Ingibjörg Haraldsdóttir was born in Reykjavík on October 21st 1942, and grew up there. She graduated with a Mag. Art degree in film studies from Moskow School of Film in 1969. From 1970 – 1975 she worked as Assistant Director at Teatro Estudio in Havana, Cuba. While living in the Soviet Union and on Cuba, she wrote and translated articles for Icelandic newspapers. Ingibjörg moved back to Iceland in 1975 and worked as a journalist and film critic for Þjóðviljinn newspaper for a number of years.
In 1981 Ingibjörg became a full time poet and translator. Her first collection of poetry, Þangað vil ég fjúga (I Want to Fly There), was published in 1974. Ingibjörg published seven books of poetry, two of which were collections of her previous work. Her poetry has been translated to Hungarian, German, Latvian, Lithuanian, Bulgarian, Russian, English and the Scandinavian languages. She received numerous recognisions for her work, both her poetry and translations. Her book of poetry, Hvar sem ég verð (Wherever I Will Be), won the Icelandic Literature Prize in 2002.
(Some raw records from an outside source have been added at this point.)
//! In-memory category repository over the shared [`InMemoryStore`].

use async_trait::async_trait;

use crate::category::{
    domain::{Category, CategoryId, CategoryWithTaskCount},
    ports::{CategoryRepository, CategoryRepositoryError, CategoryRepositoryResult},
};
use crate::pagination::{Page, PageRequest};
use crate::store::{InMemoryStore, StoreState};
use crate::user::UserId;

/// Thread-safe in-memory category repository.
#[derive(Debug, Clone, Default)]
pub struct InMemoryCategoryRepository {
    store: InMemoryStore,
}

impl InMemoryCategoryRepository {
    /// Creates a repository over `store`.
    #[must_use]
    pub const fn new(store: InMemoryStore) -> Self {
        Self { store }
    }
}

fn owned_by_name(state: &StoreState, owner: UserId) -> Vec<Category> {
    let mut owned: Vec<Category> = state
        .categories
        .values()
        .filter(|category| category.owner() == owner)
        .cloned()
        .collect();
    owned.sort_by(|left, right| {
        left.name()
            .cmp(right.name())
            .then_with(|| left.id().cmp(&right.id()))
    });
    owned
}

fn with_counts(state: &StoreState, owner: UserId) -> Vec<CategoryWithTaskCount> {
    owned_by_name(state, owner)
        .into_iter()
        .map(|category| {
            let task_count = state.owned_task_count(category.id(), owner);
            CategoryWithTaskCount {
                category,
                task_count,
            }
        })
        .collect()
}

#[async_trait]
impl CategoryRepository for InMemoryCategoryRepository {
    async fn list(&self, owner: UserId) -> CategoryRepositoryResult<Vec<Category>> {
        let state = self
            .store
            .read()
            .map_err(CategoryRepositoryError::persistence)?;
        Ok(owned_by_name(&state, owner))
    }

    async fn list_with_task_count(
        &self,
        owner: UserId,
    ) -> CategoryRepositoryResult<Vec<CategoryWithTaskCount>> {
        let state = self
            .store
            .read()
            .map_err(CategoryRepositoryError::persistence)?;
        Ok(with_counts(&state, owner))
    }

    async fn paginate(
        &self,
        owner: UserId,
        page: PageRequest,
    ) -> CategoryRepositoryResult<Page<CategoryWithTaskCount>> {
        if !page.is_valid() {
            return Err(CategoryRepositoryError::InvalidPage(page));
        }

        let state = self
            .store
            .read()
            .map_err(CategoryRepositoryError::persistence)?;
        let all = with_counts(&state, owner);
        let total = u64::try_from(all.len()).map_err(CategoryRepositoryError::persistence)?;
        let offset = usize::try_from(page.offset()).unwrap_or(usize::MAX);
        let per_page = usize::try_from(page.per_page()).unwrap_or(usize::MAX);
        let items = all.into_iter().skip(offset).take(per_page).collect();
        Ok(Page::new(items, total, page))
    }

    async fn get(&self, id: CategoryId, owner: UserId) -> CategoryRepositoryResult<Category> {
        let state = self
            .store
            .read()
            .map_err(CategoryRepositoryError::persistence)?;
        state
            .categories
            .get(&id)
            .filter(|category| category.owner() == owner)
            .cloned()
            .ok_or(CategoryRepositoryError::NotFound(id))
    }

    async fn create(&self, category: &Category) -> CategoryRepositoryResult<()> {
        let mut state = self
            .store
            .write()
            .map_err(CategoryRepositoryError::persistence)?;
        if state.categories.contains_key(&category.id()) {
            return Err(CategoryRepositoryError::DuplicateCategory(category.id()));
        }
        state.categories.insert(category.id(), category.clone());
        Ok(())
    }

    async fn update(&self, category: &Category) -> CategoryRepositoryResult<()> {
        let mut state = self
            .store
            .write()
            .map_err(CategoryRepositoryError::persistence)?;
        let stored = state
            .categories
            .get_mut(&category.id())
            .filter(|stored| stored.owner() == category.owner())
            .ok_or(CategoryRepositoryError::NotFound(category.id()))?;
        *stored = category.clone();
        Ok(())
    }

    async fn delete(&self, id: CategoryId, owner: UserId) -> CategoryRepositoryResult<bool> {
        let mut state = self
            .store
            .write()
            .map_err(CategoryRepositoryError::persistence)?;
        let is_owned = state
            .categories
            .get(&id)
            .is_some_and(|category| category.owner() == owner);
        if !is_owned {
            return Err(CategoryRepositoryError::NotFound(id));
        }
        Ok(state.remove_category(id).is_some())
    }
}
Ingibjörg Haraldsdóttir was one of Iceland's best known translators of literature, mainly from Spanish and Russian. Among her outstanding translations are several novels by Dostojevski and Bulgakov. She also translated numerous plays and her poetry and short story translations were published in literary magazines and read on Icelandic radio.
Ingibjörg was a member of the board of the Icelandic Writer's Union from 1992-1998, and its Chairman from 1994-1998. She was co-editor of Tímarit Máls og menningar literary magazine from 1993-2000.
Ingibjörg Haraldsdóttir passed away in November of 2016.
About the Author
“This is my home”: Worlds, Home and Away in Ingibjörg Haraldsdóttir’s Poetry
“A woman is missing who/left home in days of yore/scantily clad, with flaming/fires in her eyes” These are the first words of Ingibjörg Haraldsdóttir’s book of poetry, Nú eru aðrir tímar [Times Have Changed] (1989), and they refer to the radical changes in political fervour on behalf of society and the poetess herself. The young woman (poet) with rosy cheeks who “headed uphill and vanished/into the treacherous fog” becomes the symbol for revolutionary fervour, but since she disappeared into the fog she has “not been seen”. But even though this rosy cheeked young woman has walked uphill and disappeared, the one left behind has by no means lost her fire, a blaze is still burning in the eyes of the poetess, only now it is the flame of poesy.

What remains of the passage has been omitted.